Here's the chain woven into the tensioner, which must be taken apart. That means removing the cotter pin. These things can be stubborn and fussy to take out without causing damage to other parts. Here, I'm using stainless steel wire threaded into the eyehole of the pin. Give it a strong pull and you're free. Works a treat, without damage.
With the cam chain free, you can pop off the head with a few raps of the rubber mallet. Here is the bottom, along with the old gasket. Gasket came off in one piece, which I take as a good sign. That tells me the engine didn't get too hot in the past. The cylinder dome is dirty, as expected, but no sign of scorching.We'll clean this up later.

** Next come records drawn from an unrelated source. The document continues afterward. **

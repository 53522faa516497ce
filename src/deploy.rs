// SPDX-FileCopyrightText: 2025 Jason Pena <jasonpena@awkless.com>
// SPDX-License-Identifier: MIT

//! Device deployment logic.
//!
//! Max for Live devices get built into a source directory as individually
//! versioned files, e.g., `ClipTargeter-1.4.2.amxd`. Live sets refer to devices
//! by file name, so a deployment copies one of those builds under a stable
//! name into one of two deploy directories.
//!
//! # Deploy Targets
//!
//! The __production__ directory sits in Live's search path. Deployments there
//! use the bare trunk name, `<trunk>.amxd`, and ask before replacing an
//! existing device.
//!
//! The __development__ directory sits outside Live's search path. Deployments
//! there use `<trunk><suffix>.amxd` and always replace silently, because the
//! whole point is to iterate quickly on a throwaway copy.
//!
//! # See Also
//!
//! 1. [`locate`]
//! 2. [`history`]

pub mod history;
pub mod locate;
pub mod tags;

use crate::{
    config::DeploySettings,
    deploy::{history::HistoryRecord, tags::TagCleaner},
};

use inquire::{InquireError, Text};
use std::{
    fmt::{Display, Formatter, Result as FmtResult},
    fs::copy,
    path::{Path, PathBuf},
};
use tracing::{debug, info, instrument};

/// Where a device gets deployed to.
#[derive(Debug, Default, Clone, Copy, PartialEq, Eq)]
pub enum DeployTarget {
    #[default]
    Production,

    Development,
}

impl DeployTarget {
    /// Label written into the history log.
    pub fn label(&self) -> &'static str {
        match self {
            Self::Production => "[PROD]",
            Self::Development => "[DEV]",
        }
    }
}

impl Display for DeployTarget {
    fn fmt(&self, fmt: &mut Formatter<'_>) -> FmtResult {
        match self {
            Self::Production => fmt.write_str("production"),
            Self::Development => fmt.write_str("development"),
        }
    }
}

/// Deploy directories and naming policy.
#[derive(Debug, Clone, PartialEq, Eq)]
pub struct DeployLayout {
    pub production_dir: PathBuf,
    pub development_dir: PathBuf,
    pub development_suffix: String,
}

impl DeployLayout {
    /// Compute destination path of a trunk for target.
    pub fn destination(&self, target: DeployTarget, trunk: &str) -> PathBuf {
        match target {
            DeployTarget::Production => self.production_dir.join(format!("{trunk}.amxd")),
            DeployTarget::Development => self
                .development_dir
                .join(format!("{trunk}{}.amxd", self.development_suffix)),
        }
    }
}

impl From<&DeploySettings> for DeployLayout {
    fn from(settings: &DeploySettings) -> Self {
        Self {
            production_dir: settings.production_dir.as_path().to_path_buf(),
            development_dir: settings.development_dir.as_path().to_path_buf(),
            development_suffix: settings.development_suffix.clone(),
        }
    }
}

/// Verify every directory the deploy tool depends on exists.
///
/// # Errors
///
/// - Return [`DeployError::MissingDirectory`] for the first missing one.
pub fn require_directories(settings: &DeploySettings) -> Result<()> {
    for dir in [
        &settings.source_dir,
        &settings.production_dir,
        &settings.development_dir,
    ] {
        if !dir.as_path().is_dir() {
            return Err(DeployError::MissingDirectory {
                path: dir.as_path().to_path_buf(),
            });
        }
    }

    Ok(())
}

/// Ask the user whether an existing device may be replaced.
pub trait OverwritePrompt {
    /// Return `true` only if the user confirmed replacing `destination`.
    fn confirm(&self, destination: &Path) -> Result<bool>;
}

/// Interactive prompt on the terminal.
///
/// Only `y` or `Y` counts as confirmation. Cancelling the prompt counts as a
/// refusal.
#[derive(Debug, Default, Clone)]
pub struct InquirePrompt;

impl OverwritePrompt for InquirePrompt {
    fn confirm(&self, destination: &Path) -> Result<bool> {
        println!(
            "Device already exists at [production] path:\n\t{}",
            destination.display()
        );
        match Text::new("Replace existing device? (y/n):").prompt() {
            Ok(answer) => Ok(is_affirmative(&answer)),
            Err(InquireError::OperationCanceled | InquireError::OperationInterrupted) => Ok(false),
            Err(error) => Err(DeployError::Prompt(error)),
        }
    }
}

/// Check answer to overwrite prompt.
pub fn is_affirmative(answer: &str) -> bool {
    answer.trim().eq_ignore_ascii_case("y")
}

/// One requested deployment.
#[derive(Debug, Clone)]
pub struct DeployRequest {
    pub source: PathBuf,
    pub trunk: String,
    pub target: DeployTarget,
    pub assume_yes: bool,
}

/// Result of a deployment attempt.
#[derive(Debug, Clone, PartialEq, Eq)]
pub enum DeployOutcome {
    /// File copied. Record belongs in the history log.
    Deployed(HistoryRecord),

    /// User refused to replace existing device. Nothing was touched.
    Declined { destination: PathBuf },
}

/// Copy builds into deploy directories.
#[derive(Debug)]
pub struct Deployer<P = InquirePrompt>
where
    P: OverwritePrompt,
{
    layout: DeployLayout,
    prompt: P,
    tag_cleaner: Option<TagCleaner>,
}

impl<P> Deployer<P>
where
    P: OverwritePrompt,
{
    /// Construct new deployer.
    pub fn new(layout: DeployLayout, prompt: P) -> Self {
        Self {
            layout,
            prompt,
            tag_cleaner: None,
        }
    }

    /// Run tag cleanup after each successful copy.
    pub fn with_tag_cleaner(mut self, tag_cleaner: TagCleaner) -> Self {
        self.tag_cleaner = Some(tag_cleaner);
        self
    }

    /// Deploy directory layout.
    pub fn layout(&self) -> &DeployLayout {
        &self.layout
    }

    /// Deploy a build.
    ///
    /// Replacing an existing production device requires confirmation unless
    /// the request says to assume yes. Development devices are always
    /// replaced without asking.
    ///
    /// # Errors
    ///
    /// - Return [`DeployError::Prompt`] if the prompt itself fails.
    /// - Return [`DeployError::CopyBuild`] if the copy fails, e.g., the source is
    ///   missing or the destination is not writable.
    #[instrument(skip(self, request), level = "debug")]
    pub fn deploy(&self, request: &DeployRequest) -> Result<DeployOutcome> {
        let destination = self.layout.destination(request.target, &request.trunk);
        info!("deploy {:?} to {}", request.source.display(), request.target);

        // INVARIANT: Only production replacements ever ask.
        if destination.exists()
            && request.target == DeployTarget::Production
            && !request.assume_yes
            && !self.prompt.confirm(&destination)?
        {
            return Ok(DeployOutcome::Declined { destination });
        }

        let record = HistoryRecord::now(request.target, &request.source, &destination);
        println!("\n{record}\n");

        let bytes = copy(&request.source, &destination).map_err(|err| DeployError::CopyBuild {
            source: err,
            from: request.source.clone(),
            to: destination.clone(),
        })?;
        debug!("copied {bytes} bytes");

        if let Some(tag_cleaner) = &self.tag_cleaner {
            let cleared = tag_cleaner.run();
            debug!("cleared tags on {cleared} project files");
        }

        Ok(DeployOutcome::Deployed(record))
    }
}

/// Deployment error types.
#[derive(Debug, thiserror::Error)]
pub enum DeployError {
    /// Required directory is missing.
    #[error("Required directory does not exist.\n{}", path.display())]
    MissingDirectory { path: PathBuf },

    /// Overwrite prompt fails.
    #[error(transparent)]
    Prompt(#[from] InquireError),

    /// Build cannot be copied into place.
    #[error("failed to copy {:?} to {:?}", from.display(), to.display())]
    CopyBuild {
        #[source]
        source: std::io::Error,
        from: PathBuf,
        to: PathBuf,
    },
}

/// Friendly result alias :3
pub type Result<T, E = DeployError> = std::result::Result<T, E>;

Now it's time to start removing the valves from the head, for which I needed that specialty tool. And here it is in action:
Basically it's just a big "C" clamp, with changeable fittings to match the diameter of your particular valve. The bottom side, which you can't see here, is holding the face of the valve in place. On the top, you turn the crank to compress the valve spring. This releases the spring so you can take off two retaining clips. With the clips gone, the valve is free to slide out.
Here's the head, with one valve out. Note that the deck has been cleaned using fine emery paper and kerosene. The valve seat, along with the vavle itself, will also be cleaned with very fine wet/dry paper and solvent. In my case, I used #2000 paper to get some fresh, shiny metal. Make sure to put the valve back in exactly the same hole that it came from, don't mix them up!
All four valves are out, and the seals replaced. But now I must wait a few more days, until I can get into Hong Kong and buy a new gasket. Once we've got the gasket in hand I can bolt it all back together. Also, still waiting to get metal parts plated separately, which can take a while. More in a few days, I know you can't wait.